L'ex presidente ha voluto ringraziare pubblicamente tutti coloro che hanno contribuito al salvataggio del club, dagli imprenditori che hanno investito risorse proprie fino ai tifosi che hanno persino organizzato una raccolta fondi per sostenere economicamente la società. Un pensiero è stato rivolto anche all'amministrazione comunale, che ha accompagnato il club in una fase particolarmente delicata.

Il cambio al vertice, assicura Intini, non dovrà essere interpretato come un ridimensionamento delle ambizioni. La conferma di mister Dino Guarino sulla panchina rappresenta, secondo l'ex presidente, il primo segnale della volontà di restare ai vertici del futsal femminile italiano. «La squadra ha ormai costruito una propria identità. Le giocatrici più esperte trasmettono la mentalità vincente a chi arriva e, per quello che conosco della nuova rosa, credo che anche quest'anno il Bitonto potrà essere protagonista».

Tra le motivazioni che hanno spinto la società a proseguire il proprio cammino c'è anche quella di poter finalmente disputare le gare casalinghe nel nuovo palazzetto dello sport di Bitonto, ormai prossimo al completamento. Un traguardo che Intini considera strettamente legato alle imprese sportive delle Leonesse. «Se oggi la città avrà un impianto moderno da circa 1.500 posti, è anche grazie ai risultati ottenuti dal calcio a 5 femminile. Sarebbe giusto che fossero proprio queste ragazze le prime a calcarne il parquet».

Un desiderio che lui stesso spera di vivere, anche se da una prospettiva diversa: quella del tifoso. Pur lasciando la presidenza, infatti, Silvano Intini non intende allontanarsi dal progetto. Ha già annunciato che continuerà a sostenere la società come sponsor e che resterà a disposizione della nuova dirigenza per eventuali consigli, oltre a seguire le partite quando gli impegni glielo consentiranno.
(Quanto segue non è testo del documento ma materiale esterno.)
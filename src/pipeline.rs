//! The run, step by step: Location, Directory, Nearest, FlightLookup and
//! MapRender.
//!
//! Every user-facing line goes to the `out` writer handed in by the caller.
//! Directory and location failures end the run; flight and map failures are
//! printed and the run carries on.

use std::io::{BufRead, Write};

use colored::Colorize;
use reqwest::Client;
use tracing::{debug, info};

use crate::config::Config;
use crate::directory::{load_airports, DirectoryError};
use crate::flights::{locate_nearest_flight, states_request, FlightLookup};
use crate::geo::tile_for;
use crate::location::{resolve_location, IpLocator, LocationError};
use crate::map::{download_tile, render_tile, tile_url, MapError};
use crate::models::{Airport, Coordinate};
use crate::nearest::{nearest_airport, EmptyResultError};

#[derive(Debug)]
pub enum PipelineError {
    Location(LocationError),
    Directory(DirectoryError),
    Empty(EmptyResultError),
    Output(std::io::Error),
}

impl From<LocationError> for PipelineError {
    fn from(error: LocationError) -> Self {
        PipelineError::Location(error)
    }
}

impl From<DirectoryError> for PipelineError {
    fn from(error: DirectoryError) -> Self {
        PipelineError::Directory(error)
    }
}

impl From<EmptyResultError> for PipelineError {
    fn from(error: EmptyResultError) -> Self {
        PipelineError::Empty(error)
    }
}

impl From<std::io::Error> for PipelineError {
    fn from(error: std::io::Error) -> Self {
        PipelineError::Output(error)
    }
}

impl std::fmt::Display for PipelineError {
    fn fmt(&self, f: &mut std::fmt::Formatter) -> std::fmt::Result {
        match self {
            PipelineError::Location(e) => write!(f, "{}", e),
            PipelineError::Directory(e) => write!(f, "{}", e),
            PipelineError::Empty(e) => write!(f, "{}", e),
            PipelineError::Output(e) => write!(f, "Console error: {}", e),
        }
    }
}

impl std::error::Error for PipelineError {
    fn source(&self) -> Option<&(dyn std::error::Error + 'static)> {
        match self {
            PipelineError::Location(e) => Some(e),
            PipelineError::Directory(e) => Some(e),
            PipelineError::Empty(e) => Some(e),
            PipelineError::Output(e) => Some(e),
        }
    }
}

/// What a completed run found.
#[derive(Debug)]
pub struct Report {
    pub airport: Airport,
    pub distance_km: f64,
    pub flight: Option<FlightLookup>,
    pub map_rendered: bool,
}

/// Location step: command-line coordinates, then the location service,
/// then manual entry.
pub async fn locate<R, W>(
    config: &Config,
    client: &Client,
    input: &mut R,
    out: &mut W,
) -> Result<Coordinate, PipelineError>
where
    R: BufRead,
    W: Write,
{
    if let Some(coordinate) = config.fixed_location() {
        writeln!(out, "Your location: {}", coordinate.to_string().bold())?;
        return Ok(coordinate);
    }

    let locator = if config.no_auto_locate {
        None
    } else {
        Some(IpLocator::start(client.clone(), config.locator_url.clone()))
    };

    let coordinate = resolve_location(
        locator.as_ref(),
        config.location_attempts,
        config.poll_interval(),
        input,
        out,
    )
    .await?;

    Ok(coordinate)
}

/// Runs every step after the location is known.
pub async fn run<W: Write>(
    config: &Config,
    client: &Client,
    user: &Coordinate,
    out: &mut W,
) -> Result<Report, PipelineError> {
    let airports = load_airports(client, &config.airports_url, !config.no_progress).await?;
    info!("Loaded {} airports", airports.len());

    let (airport, distance_km) = closest_airport(user, &airports, out)?;
    let flight = nearest_flight(config, client, user, out).await?;
    let map_rendered = render_map(config, client, &airport, out).await?;

    Ok(Report {
        airport,
        distance_km,
        flight,
        map_rendered,
    })
}

fn closest_airport<W: Write>(
    user: &Coordinate,
    airports: &[Airport],
    out: &mut W,
) -> Result<(Airport, f64), PipelineError> {
    let (airport, distance_km) = nearest_airport(user, airports)?;

    writeln!(out, "Closest airport: {}", airport.name.green().bold())?;
    writeln!(out, "City: {}", airport.city)?;
    writeln!(out, "Country: {}", airport.country)?;
    writeln!(out, "Distance: {:.1} km", distance_km)?;

    Ok((airport.clone(), distance_km))
}

/// Flight lookup step, `None` when the lookup itself failed.
async fn nearest_flight<W: Write>(
    config: &Config,
    client: &Client,
    user: &Coordinate,
    out: &mut W,
) -> Result<Option<FlightLookup>, PipelineError> {
    let request = match states_request(client, &config.opensky_url, user) {
        Ok(request) => request,
        Err(e) => {
            writeln!(out, "{} {}", "Error:".red(), e)?;
            return Ok(None);
        }
    };
    writeln!(out, "{}", request.url())?;

    let lookup = match locate_nearest_flight(client, request, user).await {
        Ok(lookup) => lookup,
        Err(e) => {
            writeln!(out, "{} {}", "Error:".red(), e)?;
            return Ok(None);
        }
    };

    match &lookup {
        FlightLookup::Found { flight, distance } => {
            writeln!(
                out,
                "The closest flight is {} at a distance of {:.4}°",
                flight.identifier().cyan().bold(),
                distance
            )?;

            let mut details = Vec::new();
            if !flight.origin_country.is_empty() {
                details.push(flight.origin_country.clone());
            }
            match (flight.on_ground, flight.baro_altitude) {
                (true, _) => details.push("on ground".to_string()),
                (false, Some(altitude)) => details.push(format!("{:.0} m", altitude)),
                (false, None) => {}
            }
            if let Some(velocity) = flight.velocity {
                details.push(format!("{:.0} m/s", velocity));
            }
            if !details.is_empty() {
                writeln!(out, "  ({})", details.join(", "))?;
            }
        }
        FlightLookup::NoFlights => writeln!(out, "No flights found in the area")?,
        FlightLookup::Unavailable { status } => writeln!(
            out,
            "{} {} - {}",
            "Error:".red(),
            status.as_u16(),
            status.canonical_reason().unwrap_or("Unknown")
        )?,
    }

    Ok(Some(lookup))
}

/// Map step, `false` when no map could be shown.
async fn render_map<W: Write>(
    config: &Config,
    client: &Client,
    airport: &Airport,
    out: &mut W,
) -> Result<bool, PipelineError> {
    let tile = tile_for(&airport.location, config.zoom);
    let url = tile_url(&config.tile_server, &tile);
    debug!("Map tile {} at {}", tile, url);

    let rendered: Result<String, MapError> = async {
        download_tile(client, &url, &config.output).await?;
        render_tile(&config.output, config.map_width)
    }
    .await;

    match rendered {
        Ok(canvas) => {
            write!(out, "{}", canvas)?;
            Ok(true)
        }
        Err(e) => {
            writeln!(out, "{} {}", "Error:".red(), e)?;
            Ok(false)
        }
    }
}
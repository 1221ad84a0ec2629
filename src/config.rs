use std::path::PathBuf;
use std::time::Duration;

use clap::Parser;
use reqwest::{Client, ClientBuilder};

use crate::directory::DEFAULT_AIRPORTS_URL;
use crate::flights::DEFAULT_OPENSKY_URL;
use crate::map::{DEFAULT_MAP_WIDTH, DEFAULT_TILE_SERVER, DEFAULT_ZOOM};
use crate::location::parse_degrees;
use crate::models::Coordinate;

pub const DEFAULT_LOCATOR_URL: &str = "http://ip-api.com/json/?fields=status,message,lat,lon";

const USER_AGENT: &str = concat!(env!("CARGO_PKG_NAME"), "/", env!("CARGO_PKG_VERSION"));

/// Find the closest airport and the nearest live flight to you.
#[derive(Parser, Debug, Clone)]
#[command(version, about, long_about = None)]
pub struct Config {
    /// How many times to poll the location service before asking for coordinates
    #[arg(long, default_value_t = 10)]
    pub location_attempts: u32,

    /// Delay between two location polls, in milliseconds
    #[arg(long, default_value_t = 1000)]
    pub poll_interval_ms: u64,

    /// Skip automatic location and ask for coordinates straight away
    #[arg(long, default_value_t = false)]
    pub no_auto_locate: bool,

    /// Use this latitude instead of locating the device
    #[arg(long, requires = "longitude", allow_negative_numbers = true, value_parser = parse_latitude)]
    pub latitude: Option<f64>,

    /// Use this longitude instead of locating the device
    #[arg(long, requires = "latitude", allow_negative_numbers = true, value_parser = parse_longitude)]
    pub longitude: Option<f64>,

    /// IP geolocation endpoint used to locate the device
    #[arg(long, default_value = DEFAULT_LOCATOR_URL)]
    pub locator_url: String,

    /// OpenFlights airports.dat location
    #[arg(long, default_value = DEFAULT_AIRPORTS_URL)]
    pub airports_url: String,

    /// OpenSky REST API base URL
    #[arg(long, default_value = DEFAULT_OPENSKY_URL)]
    pub opensky_url: String,

    /// Slippy-map tile server base URL
    #[arg(long, default_value = DEFAULT_TILE_SERVER)]
    pub tile_server: String,

    /// Map tile zoom level
    #[arg(long, default_value_t = DEFAULT_ZOOM, value_parser = clap::value_parser!(u8).range(0..=19))]
    pub zoom: u8,

    /// Where to save the downloaded map tile
    #[arg(short, long, default_value = "airport.png")]
    pub output: PathBuf,

    /// Width of the rendered map, in terminal columns
    #[arg(long, default_value_t = DEFAULT_MAP_WIDTH, value_parser = clap::value_parser!(u32).range(1..))]
    pub map_width: u32,

    /// HTTP timeout, in seconds
    #[arg(long, default_value_t = 30)]
    pub timeout: u64,

    /// Hide the download progress bar
    #[arg(long, default_value_t = false)]
    pub no_progress: bool,

    /// More diagnostics on stderr, repeat for more
    #[arg(short, long, action = clap::ArgAction::Count)]
    pub verbose: u8,
}

fn parse_latitude(input: &str) -> Result<f64, String> {
    parse_degrees("Latitude", input, 90.0).map_err(|e| e.to_string())
}

fn parse_longitude(input: &str) -> Result<f64, String> {
    parse_degrees("Longitude", input, 180.0).map_err(|e| e.to_string())
}

impl Config {
    pub fn poll_interval(&self) -> Duration {
        Duration::from_millis(self.poll_interval_ms)
    }

    /// Coordinates given on the command line, if any.
    pub fn fixed_location(&self) -> Option<Coordinate> {
        match (self.latitude, self.longitude) {
            (Some(latitude), Some(longitude)) => Some(Coordinate::new(latitude, longitude)),
            _ => None,
        }
    }

    pub fn log_level(&self) -> &'static str {
        match self.verbose {
            0 => "warn",
            1 => "info",
            2 => "debug",
            _ => "trace",
        }
    }

    /// HTTP client shared by every request of the run.
    pub fn http_client(&self) -> reqwest::Result<Client> {
        ClientBuilder::new()
            .user_agent(USER_AGENT)
            .timeout(Duration::from_secs(self.timeout))
            .build()
    }
}

#[cfg(test)]
mod tests {
    use super::*;

    #[test]
    fn test_defaults() {
        let config = Config::parse_from(["closest_airport"]);

        assert_eq!(config.location_attempts, 10);
        assert_eq!(config.poll_interval(), Duration::from_secs(1));
        assert_eq!(config.zoom, 14);
        assert_eq!(config.map_width, 18);
        assert_eq!(config.output, PathBuf::from("airport.png"));
        assert_eq!(config.fixed_location(), None);
        assert_eq!(config.log_level(), "warn");
    }

    #[test]
    fn test_fixed_location() {
        let config = Config::parse_from([
            "closest_airport",
            "--latitude",
            "-33.9",
            "--longitude",
            "151.2",
            "-vv",
        ]);

        assert_eq!(config.fixed_location(), Some(Coordinate::new(-33.9, 151.2)));
        assert_eq!(config.log_level(), "debug");
    }

    #[test]
    fn test_latitude_requires_longitude() {
        assert!(Config::try_parse_from(["closest_airport", "--latitude", "10"]).is_err());
    }

    #[test]
    fn test_fixed_location_out_of_range() {
        let args = ["closest_airport", "--latitude", "500", "--longitude", "10"];
        assert!(Config::try_parse_from(args).is_err());

        let args = ["closest_airport", "--latitude", "10", "--longitude", "NaN"];
        assert!(Config::try_parse_from(args).is_err());

        let args = ["closest_airport", "--latitude", "-90", "--longitude", "180"];
        let config = Config::try_parse_from(args).unwrap();
        assert_eq!(config.fixed_location(), Some(Coordinate::new(-90.0, 180.0)));
    }

    #[test]
    fn test_zoom_range() {
        assert!(Config::try_parse_from(["closest_airport", "--zoom", "25"]).is_err());
    }

    #[test]
    fn test_verify_cli() {
        use clap::CommandFactory;
        Config::command().debug_assert();
    }
}
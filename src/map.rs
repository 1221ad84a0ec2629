//! Map tile download and terminal rendering.

use std::fmt::Write as _;
use std::path::Path;

use colored::Colorize;
use image::imageops::FilterType;
use image::RgbImage;
use reqwest::Client;
use tracing::debug;

use crate::models::TileCoordinate;

pub const DEFAULT_TILE_SERVER: &str = "https://tile.openstreetmap.org";
pub const DEFAULT_ZOOM: u8 = 14;
pub const DEFAULT_MAP_WIDTH: u32 = 18;

#[derive(Debug)]
pub enum MapError {
    DownloadError(reqwest::Error),
    WriteError(std::io::Error),
    ReadError(std::io::Error),
    ImageDecodeError(image::ImageError),
}

impl From<reqwest::Error> for MapError {
    fn from(error: reqwest::Error) -> Self {
        MapError::DownloadError(error)
    }
}

impl From<std::io::Error> for MapError {
    fn from(error: std::io::Error) -> Self {
        MapError::WriteError(error)
    }
}

impl From<image::ImageError> for MapError {
    fn from(error: image::ImageError) -> Self {
        MapError::ImageDecodeError(error)
    }
}

impl std::fmt::Display for MapError {
    fn fmt(&self, f: &mut std::fmt::Formatter) -> std::fmt::Result {
        match self {
            MapError::DownloadError(e) => write!(f, "Failed to download map tile: {}", e),
            MapError::WriteError(e) => write!(f, "Failed to save map tile: {}", e),
            MapError::ReadError(e) => write!(f, "Failed to read map tile: {}", e),
            MapError::ImageDecodeError(e) => write!(f, "Failed to decode map tile: {}", e),
        }
    }
}

impl std::error::Error for MapError {
    fn source(&self) -> Option<&(dyn std::error::Error + 'static)> {
        match self {
            MapError::DownloadError(e) => Some(e),
            MapError::WriteError(e) => Some(e),
            MapError::ReadError(e) => Some(e),
            MapError::ImageDecodeError(e) => Some(e),
        }
    }
}

pub fn tile_url(server: &str, tile: &TileCoordinate) -> String {
    format!(
        "{}/{}/{}/{}.png",
        server.trim_end_matches('/'),
        tile.zoom,
        tile.x,
        tile.y
    )
}

/// Fetches `url` and writes the body to `path`, replacing any previous file.
pub async fn download_tile(client: &Client, url: &str, path: &Path) -> Result<(), MapError> {
    let bytes = client.get(url).send().await?.error_for_status()?.bytes().await?;
    debug!("Got {} bytes of map tile from {}", bytes.len(), url);

    tokio::fs::write(path, &bytes).await?;

    Ok(())
}

/// Loads the image at `path` and renders it `width` characters wide.
///
/// The format is sniffed from the file content, whatever the file is named.
///
/// Each line packs two pixel rows into an upper half block, the top pixel
/// as foreground color and the bottom one as background.
pub fn render_tile(path: &Path, width: u32) -> Result<String, MapError> {
    let bytes = std::fs::read(path).map_err(MapError::ReadError)?;
    let image = image::load_from_memory(&bytes)?.to_rgb8();
    Ok(render_image(&image, width))
}

fn render_image(image: &RgbImage, width: u32) -> String {
    let width = width.max(1);
    let (source_width, source_height) = image.dimensions();
    if source_width == 0 || source_height == 0 {
        return String::new();
    }

    // Keep the aspect ratio, rounded up to a whole terminal line
    let height = ((source_height as u64 * width as u64) / source_width as u64).max(1) as u32;
    let height = height + height % 2;

    let scaled = image::imageops::resize(image, width, height, FilterType::Triangle);

    let mut canvas = String::new();
    for row in (0..height).step_by(2) {
        for column in 0..width {
            let top = scaled.get_pixel(column, row);
            let bottom = scaled.get_pixel(column, row + 1);
            let cell = "▀"
                .truecolor(top[0], top[1], top[2])
                .on_truecolor(bottom[0], bottom[1], bottom[2]);
            let _ = write!(canvas, "{}", cell);
        }
        canvas.push('\n');
    }

    canvas
}
use crate::geo::great_circle_km;
use crate::models::{Airport, Coordinate};

/// No airport survived loading, so there is nothing to pick from.
#[derive(Debug, Clone, Copy, PartialEq, Eq)]
pub struct EmptyResultError;

impl std::fmt::Display for EmptyResultError {
    fn fmt(&self, f: &mut std::fmt::Formatter) -> std::fmt::Result {
        write!(f, "No airports with valid coordinates were loaded")
    }
}

impl std::error::Error for EmptyResultError {}

/// Returns the airport closest to `user` along the Earth's surface, with
/// its distance in kilometres. The first one wins on a tie.
pub fn nearest_airport<'a>(
    user: &Coordinate,
    airports: &'a [Airport],
) -> Result<(&'a Airport, f64), EmptyResultError> {
    let mut closest: Option<(&Airport, f64)> = None;

    for airport in airports {
        let distance = great_circle_km(user, &airport.location);
        match closest {
            Some((_, best)) if distance >= best => {}
            _ => closest = Some((airport, distance)),
        }
    }

    closest.ok_or(EmptyResultError)
}
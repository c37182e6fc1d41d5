// Copyright (c) 2025, Jason Jenkins
// SPDX-License-Identifier: BSD-3-Clause

//! File selection, content references and playback.

pub mod content;
pub mod playback;
pub mod selection;
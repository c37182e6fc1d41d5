// Copyright (c) 2025, Jason Jenkins
// SPDX-License-Identifier: BSD-3-Clause

//! Video entry data structures.

use crate::io::content::ContentRef;
use std::fmt;

/// Session-local entry identifier.
#[derive(Debug, Clone, Copy, PartialEq, Eq, Hash, PartialOrd, Ord)]
pub struct EntryId(pub u64);

impl fmt::Display for EntryId {
    fn fmt(&self, f: &mut fmt::Formatter<'_>) -> fmt::Result {
        write!(f, "{}", self.0)
    }
}

/// One video in the library.
#[derive(Debug, Clone, PartialEq)]
pub struct VideoEntry {
    pub id: EntryId,
    pub name: String,
    pub content: ContentRef,
    pub bookmarked: bool,
}

impl VideoEntry {
    /// Create a new, unbookmarked entry.
    pub fn new(id: EntryId, name: String, content: ContentRef) -> Self {
        Self {
            id,
            name,
            content,
            bookmarked: false,
        }
    }

    /// Label for the bookmark toggle in the primary list.
    pub fn bookmark_label(&self) -> &'static str {
        if self.bookmarked {
            "Bookmarked"
        } else {
            "Add to Bookmark"
        }
    }
}
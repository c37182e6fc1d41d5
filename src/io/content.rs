// Copyright (c) 2025, Jason Jenkins
// SPDX-License-Identifier: BSD-3-Clause

//! Ephemeral content references.
//!
//! A [`ContentRef`] stands in for the bytes of a selected file while it is
//! part of the library. References are minted and released by a
//! [`ContentStore`]; a released reference no longer resolves.

use std::collections::HashMap;
use std::fmt;
use std::path::PathBuf;

/// Opaque handle to a registered file.
#[derive(Debug, Clone, PartialEq, Eq, Hash)]
pub struct ContentRef(u64);

impl fmt::Display for ContentRef {
    fn fmt(&self, f: &mut fmt::Formatter<'_>) -> fmt::Result {
        write!(f, "blob:vidshelf/{}", self.0)
    }
}

/// What a content reference points at.
#[derive(Debug, Clone, PartialEq, Eq)]
pub struct ContentSource {
    pub path: PathBuf,
    pub size_bytes: Option<u64>,
}

/// Registry of live content references.
#[derive(Debug, Default)]
pub struct ContentStore {
    next: u64,
    live: HashMap<ContentRef, ContentSource>,
}

impl ContentStore {
    pub fn new() -> Self {
        Self::default()
    }

    /// Register a source and mint a fresh reference for it.
    ///
    /// References are never reused, even after being revoked.
    pub fn register(&mut self, source: ContentSource) -> ContentRef {
        let content = ContentRef(self.next);
        self.next += 1;
        log::debug!("Registered {} -> {}", content, source.path.display());
        self.live.insert(content.clone(), source);
        content
    }

    pub fn resolve(&self, content: &ContentRef) -> Option<&ContentSource> {
        self.live.get(content)
    }

    /// Release a reference. Returns `true` if it was still live.
    pub fn revoke(&mut self, content: &ContentRef) -> bool {
        let released = self.live.remove(content).is_some();
        if released {
            log::debug!("Revoked {}", content);
        }
        released
    }

    pub fn live_count(&self) -> usize {
        self.live.len()
    }
}
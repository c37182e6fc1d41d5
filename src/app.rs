// Copyright (c) 2025, Jason Jenkins
// SPDX-License-Identifier: BSD-3-Clause

//! Main application state and egui App implementation.
//!
//! This module contains the main application structure that implements
//! the egui::App trait. UI components report what the user did as action
//! values; this module turns each action into a single library update.

use crate::config::Settings;
use crate::io::{
    playback,
    selection::{self, SelectedFile, UploadForm},
};
use crate::models::library::Library;
use crate::ui::{
    filter_bar::{self, FilterAction},
    player::{self, PlayerAction},
    upload::{self, UploadAction},
    video_list::{self, ListAction, ListKind},
};
use std::path::PathBuf;

/// Main application state.
pub struct VidshelfApp {
    /// Video library for this session
    library: Library,

    /// Files picked but not yet uploaded
    upload_form: UploadForm,

    /// Runtime settings
    settings: Settings,
}

impl Default for VidshelfApp {
    fn default() -> Self {
        Self::new(Settings::default())
    }
}

impl VidshelfApp {
    /// Create a new application instance.
    pub fn new(settings: Settings) -> Self {
        Self {
            library: Library::new(),
            upload_form: UploadForm::new(),
            settings,
        }
    }

    /// Open the native picker and stage the chosen files.
    fn pick_files(&mut self) {
        let Some(paths) = rfd::FileDialog::new()
            .add_filter("Videos", self.settings.video_extensions.as_slice())
            .pick_files()
        else {
            log::debug!("File dialog cancelled");
            return;
        };

        self.stage_files(paths);
    }

    /// Stage picked paths for upload, skipping unreadable ones.
    fn stage_files(&mut self, paths: Vec<PathBuf>) {
        let mut files = Vec::with_capacity(paths.len());
        for path in paths {
            if !selection::is_video_path(&path, &self.settings.video_extensions) {
                log::warn!("{} does not look like a video", path.display());
            }
            match SelectedFile::from_path(&path) {
                Ok(file) => files.push(file),
                Err(e) => log::error!("Skipping {}: {:#}", path.display(), e),
            }
        }
        self.upload_form.select(files);
    }

    fn handle_list_action(&mut self, action: ListAction) {
        match action {
            ListAction::Play(content) => self.library.open_modal(content),
            ListAction::ToggleBookmark(id) => {
                if self.library.toggle_bookmark(id).is_none() {
                    log::warn!("No entry with id {}", id);
                }
            }
            ListAction::Remove(id) => {
                self.library.remove(id);
            }
            ListAction::None => {}
        }
    }

    /// Render the player modal if a play target is set.
    fn show_player(&mut self, ctx: &egui::Context) {
        let Some(content) = self.library.playing().cloned() else {
            return;
        };

        let action = player::show(
            ctx,
            &content,
            self.library.entry_for(&content),
            self.library.resolve(&content),
        );

        match action {
            PlayerAction::Launch => {
                if let Some(source) = self.library.resolve(&content) {
                    if let Err(e) = playback::launch(source) {
                        log::error!("Failed to play {}: {:#}", content, e);
                    }
                }
            }
            PlayerAction::Close => self.library.close_modal(),
            PlayerAction::None => {}
        }
    }
}

impl eframe::App for VidshelfApp {
    fn update(&mut self, ctx: &egui::Context, _frame: &mut eframe::Frame) {
        // Top menu bar
        egui::TopBottomPanel::top("menu_bar").show(ctx, |ui| {
            egui::menu::bar(ui, |ui| {
                ui.menu_button("File", |ui| {
                    if ui.button("Choose Videos...").clicked() {
                        self.pick_files();
                        ui.close_menu();
                    }
                    ui.separator();
                    if ui.button("Quit").clicked() {
                        ctx.send_viewport_cmd(egui::ViewportCommand::Close);
                    }
                });
            });
        });

        // Upload bar
        let upload_action = egui::TopBottomPanel::top("upload_bar")
            .show(ctx, |ui| upload::show(ui, &self.upload_form))
            .inner;

        match upload_action {
            UploadAction::PickFiles => self.pick_files(),
            UploadAction::Submit => {
                self.upload_form.submit(&mut self.library);
            }
            UploadAction::None => {}
        }

        // Filter buttons
        let filter_action = egui::TopBottomPanel::bottom("filter_bar")
            .show(ctx, |ui| {
                ui.add_space(4.0);
                let action = filter_bar::show(ui, self.library.is_showing_bookmarked());
                ui.add_space(4.0);
                action
            })
            .inner;

        match filter_action {
            FilterAction::ShowAll => self.library.show_all(),
            FilterAction::ShowBookmarked => self.library.materialize_bookmarked(),
            FilterAction::None => {}
        }

        // Bookmarked snapshot (right side)
        let mut bookmark_action = ListAction::None;
        if self.library.is_showing_bookmarked() {
            bookmark_action = egui::SidePanel::right("bookmarked")
                .default_width(300.0)
                .show(ctx, |ui| {
                    ui.heading("Bookmarked Videos");
                    ui.separator();
                    egui::ScrollArea::vertical()
                        .id_source("bookmarked_list")
                        .show(ui, |ui| {
                            video_list::show(ui, self.library.bookmarked_view(), ListKind::Bookmarked)
                        })
                        .inner
                })
                .inner;
        }
        self.handle_list_action(bookmark_action);

        // Main library list (center)
        let list_action = egui::CentralPanel::default()
            .show(ctx, |ui| {
                ui.heading("My Video Library");
                ui.label(
                    egui::RichText::new(format!("{} videos", self.library.len())).weak(),
                );
                ui.separator();
                egui::ScrollArea::vertical()
                    .id_source("library_list")
                    .show(ui, |ui| video_list::show(ui, self.library.entries(), ListKind::All))
                    .inner
            })
            .inner;
        self.handle_list_action(list_action);

        self.show_player(ctx);
    }
}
«Auguro a chi guiderà il club di vivere le emozioni che ho provato in questi anni. Vincere è bellissimo, riuscire a confermarsi è qualcosa di unico. Sono certo che daranno tutto per mantenere alto il nome di Bitonto». E sul futuro preferisce non chiudere definitivamente la porta: «Oggi è un addio, ma la vita riserva sempre sorprese. Magari un domani, quando andrò in pensione, potrei tornare a dedicarmi completamente a questa società».

Si chiude così una delle presidenze più vincenti della storia dello sport bitontino. Inizia l'era di Francesco Paolo Cambione, chiamato a raccogliere un'eredità pesante ma anche ricca di entusiasmo, con l'obiettivo di proseguire un percorso che ha portato il nome di Bitonto ai vertici del futsal italiano.